Output all of the entries beneath, exactly as written.

[[ STORED DATA open ]]

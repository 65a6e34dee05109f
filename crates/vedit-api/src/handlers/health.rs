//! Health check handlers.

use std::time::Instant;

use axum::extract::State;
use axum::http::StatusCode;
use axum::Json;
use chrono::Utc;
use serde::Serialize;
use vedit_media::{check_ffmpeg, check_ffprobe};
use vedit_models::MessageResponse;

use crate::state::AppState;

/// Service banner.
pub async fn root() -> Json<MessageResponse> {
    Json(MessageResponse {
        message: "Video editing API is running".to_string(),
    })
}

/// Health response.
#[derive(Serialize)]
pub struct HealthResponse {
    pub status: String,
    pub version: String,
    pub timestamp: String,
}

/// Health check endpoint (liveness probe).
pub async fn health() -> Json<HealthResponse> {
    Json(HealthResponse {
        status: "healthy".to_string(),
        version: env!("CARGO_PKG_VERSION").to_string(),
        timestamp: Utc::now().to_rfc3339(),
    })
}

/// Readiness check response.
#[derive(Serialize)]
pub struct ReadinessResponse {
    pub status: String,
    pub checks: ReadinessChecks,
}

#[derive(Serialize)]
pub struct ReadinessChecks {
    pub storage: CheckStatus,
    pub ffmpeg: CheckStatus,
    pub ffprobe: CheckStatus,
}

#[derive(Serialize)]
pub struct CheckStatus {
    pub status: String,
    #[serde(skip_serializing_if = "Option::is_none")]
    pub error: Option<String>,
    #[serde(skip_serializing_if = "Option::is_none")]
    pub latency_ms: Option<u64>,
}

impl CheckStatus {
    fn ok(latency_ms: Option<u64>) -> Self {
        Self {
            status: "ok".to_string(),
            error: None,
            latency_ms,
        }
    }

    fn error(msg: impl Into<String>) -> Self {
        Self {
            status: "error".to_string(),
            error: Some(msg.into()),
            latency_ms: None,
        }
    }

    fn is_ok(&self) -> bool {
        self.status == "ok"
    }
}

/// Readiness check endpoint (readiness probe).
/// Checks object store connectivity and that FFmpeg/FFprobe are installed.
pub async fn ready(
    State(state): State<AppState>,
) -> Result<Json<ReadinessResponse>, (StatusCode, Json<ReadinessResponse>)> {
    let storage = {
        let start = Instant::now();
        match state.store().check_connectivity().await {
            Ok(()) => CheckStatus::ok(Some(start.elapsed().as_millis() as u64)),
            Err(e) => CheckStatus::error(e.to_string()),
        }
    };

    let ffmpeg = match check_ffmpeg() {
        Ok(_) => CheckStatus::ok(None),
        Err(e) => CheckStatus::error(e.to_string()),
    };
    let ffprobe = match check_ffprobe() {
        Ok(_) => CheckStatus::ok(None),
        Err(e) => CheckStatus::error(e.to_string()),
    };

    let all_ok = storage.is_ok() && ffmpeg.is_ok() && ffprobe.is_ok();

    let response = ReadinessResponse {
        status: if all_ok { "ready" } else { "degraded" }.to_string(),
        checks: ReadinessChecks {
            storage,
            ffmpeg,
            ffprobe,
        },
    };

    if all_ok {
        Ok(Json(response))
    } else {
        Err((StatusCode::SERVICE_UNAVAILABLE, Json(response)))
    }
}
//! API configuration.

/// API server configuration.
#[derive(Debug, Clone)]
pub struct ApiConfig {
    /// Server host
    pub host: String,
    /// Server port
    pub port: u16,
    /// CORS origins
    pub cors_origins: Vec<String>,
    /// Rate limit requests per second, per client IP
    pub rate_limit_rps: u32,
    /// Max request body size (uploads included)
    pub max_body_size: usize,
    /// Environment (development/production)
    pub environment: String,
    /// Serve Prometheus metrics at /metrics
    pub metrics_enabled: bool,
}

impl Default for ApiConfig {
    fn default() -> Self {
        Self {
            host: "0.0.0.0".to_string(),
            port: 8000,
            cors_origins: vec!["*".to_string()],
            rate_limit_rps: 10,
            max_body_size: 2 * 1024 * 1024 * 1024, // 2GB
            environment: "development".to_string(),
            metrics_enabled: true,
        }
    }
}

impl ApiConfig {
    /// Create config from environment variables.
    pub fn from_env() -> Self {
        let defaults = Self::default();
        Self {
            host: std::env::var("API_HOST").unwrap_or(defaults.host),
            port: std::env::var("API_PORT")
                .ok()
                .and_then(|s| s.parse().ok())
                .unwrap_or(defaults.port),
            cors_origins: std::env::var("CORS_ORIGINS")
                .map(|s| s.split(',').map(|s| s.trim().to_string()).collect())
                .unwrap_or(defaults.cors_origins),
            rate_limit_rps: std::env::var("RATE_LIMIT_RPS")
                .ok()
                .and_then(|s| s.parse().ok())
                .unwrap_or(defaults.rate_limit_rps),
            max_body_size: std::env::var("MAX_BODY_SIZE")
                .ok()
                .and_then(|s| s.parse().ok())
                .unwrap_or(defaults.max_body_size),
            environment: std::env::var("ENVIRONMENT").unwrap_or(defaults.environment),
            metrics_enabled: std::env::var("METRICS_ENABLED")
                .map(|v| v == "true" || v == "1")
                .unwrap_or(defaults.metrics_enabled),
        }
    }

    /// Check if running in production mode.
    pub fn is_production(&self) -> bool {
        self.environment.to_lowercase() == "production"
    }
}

[[ STORED DATA closed ]]

ANSWER BOX
repository 65a6e34dee05109f
filename crates/vedit-api/src/handlers/health.rs
//! Health check handlers.

use std::time::Instant;

use axum::extract::State;
use axum::http::StatusCode;
use axum::Json;
use chrono::Utc;
use serde::Serialize;
use vedit_media::{check_ffmpeg, check_ffprobe};
use vedit_models::MessageResponse;

use crate::state::AppState;

/// Service banner.
pub async fn root() -> Json<MessageResponse> {
    Json(MessageResponse {
        message: "Video editing API is running".to_string(),
    })
}

/// Health response.
#[derive(Serialize)]
pub struct HealthResponse {
    pub status: String,
    pub version: String,
    pub timestamp: String,
}

/// Health check endpoint (liveness probe).
pub async fn health() -> Json<HealthResponse> {
    Json(HealthResponse {
        status: "healthy".to_string(),
        version: env!("CARGO_PKG_VERSION").to_string(),
        timestamp: Utc::now().to_rfc3339(),
    })
}

/// Readiness check response.
#[derive(Serialize)]
pub struct ReadinessResponse {
    pub status: String,
    pub checks: ReadinessChecks,
}

#[derive(Serialize)]
pub struct ReadinessChecks {
    pub storage: CheckStatus,
    pub ffmpeg: CheckStatus,
    pub ffprobe: CheckStatus,
}

#[derive(Serialize)]
pub struct CheckStatus {
    pub status: String,
    #[serde(skip_serializing_if = "Option::is_none")]
    pub error: Option<String>,
    #[serde(skip_serializing_if = "Option::is_none")]
    pub latency_ms: Option<u64>,
}

impl CheckStatus {
    fn ok(latency_ms: Option<u64>) -> Self {
        Self {
            status: "ok".to_string(),
            error: None,
            latency_ms,
        }
    }

    fn error(msg: impl Into<String>) -> Self {
        Self {
            status: "error".to_string(),
            error: Some(msg.into()),
            latency_ms: None,
        }
    }

    fn is_ok(&self) -> bool {
        self.status == "ok"
    }
}

/// Readiness check endpoint (readiness probe).
/// Checks object store connectivity and that FFmpeg/FFprobe are installed.
pub async fn ready(
    State(state): State<AppState>,
) -> Result<Json<ReadinessResponse>, (StatusCode, Json<ReadinessResponse>)> {
    let storage = {
        let start = Instant::now();
        match state.store().check_connectivity().await {
            Ok(()) => CheckStatus::ok(Some(start.elapsed().as_millis() as u64)),
            Err(e) => CheckStatus::error(e.to_string()),
        }
    };

    let ffmpeg = match check_ffmpeg() {
        Ok(_) => CheckStatus::ok(None),
        Err(e) => CheckStatus::error(e.to_string()),
    };
    let ffprobe = match check_ffprobe() {
        Ok(_) => CheckStatus::ok(None),
        Err(e) => CheckStatus::error(e.to_string()),
    };

    let all_ok = storage.is_ok() && ffmpeg.is_ok() && ffprobe.is_ok();

    let response = ReadinessResponse {
        status: if all_ok { "ready" } else { "degraded" }.to_string(),
        checks: ReadinessChecks {
            storage,
            ffmpeg,
            ffprobe,
        },
    };

    if all_ok {
        Ok(Json(response))
    } else {
        Err((StatusCode::SERVICE_UNAVAILABLE, Json(response)))
    }
}
//! API configuration.

/// API server configuration.
#[derive(Debug, Clone)]
pub struct ApiConfig {
    /// Server host
    pub host: String,
    /// Server port
    pub port: u16,
    /// CORS origins
    pub cors_origins: Vec<String>,
    /// Rate limit requests per second, per client IP
    pub rate_limit_rps: u32,
    /// Max request body size (uploads included)
    pub max_body_size: usize,
    /// Environment (development/production)
    pub environment: String,
    /// Serve Prometheus metrics at /metrics
    pub metrics_enabled: bool,
}

impl Default for ApiConfig {
    fn default() -> Self {
        Self {
            host: "0.0.0.0".to_string(),
            port: 8000,
            cors_origins: vec!["*".to_string()],
            rate_limit_rps: 10,
            max_body_size: 2 * 1024 * 1024 * 1024, // 2GB
            environment: "development".to_string(),
            metrics_enabled: true,
        }
    }
}

impl ApiConfig {
    /// Create config from environment variables.
    pub fn from_env() -> Self {
        let defaults = Self::default();
        Self {
            host: std::env::var("API_HOST").unwrap_or(defaults.host),
            port: std::env::var("API_PORT")
                .ok()
                .and_then(|s| s.parse().ok())
                .unwrap_or(defaults.port),
            cors_origins: std::env::var("CORS_ORIGINS")
                .map(|s| s.split(',').map(|s| s.trim().to_string()).collect())
                .unwrap_or(defaults.cors_origins),
            rate_limit_rps: std::env::var("RATE_LIMIT_RPS")
                .ok()
                .and_then(|s| s.parse().ok())
                .unwrap_or(defaults.rate_limit_rps),
            max_body_size: std::env::var("MAX_BODY_SIZE")
                .ok()
                .and_then(|s| s.parse().ok())
                .unwrap_or(defaults.max_body_size),
            environment: std::env::var("ENVIRONMENT").unwrap_or(defaults.environment),
            metrics_enabled: std::env::var("METRICS_ENABLED")
                .map(|v| v == "true" || v == "1")
                .unwrap_or(defaults.metrics_enabled),
        }
    }

    /// Check if running in production mode.
    pub fn is_production(&self) -> bool {
        self.environment.to_lowercase() == "production"
    }
}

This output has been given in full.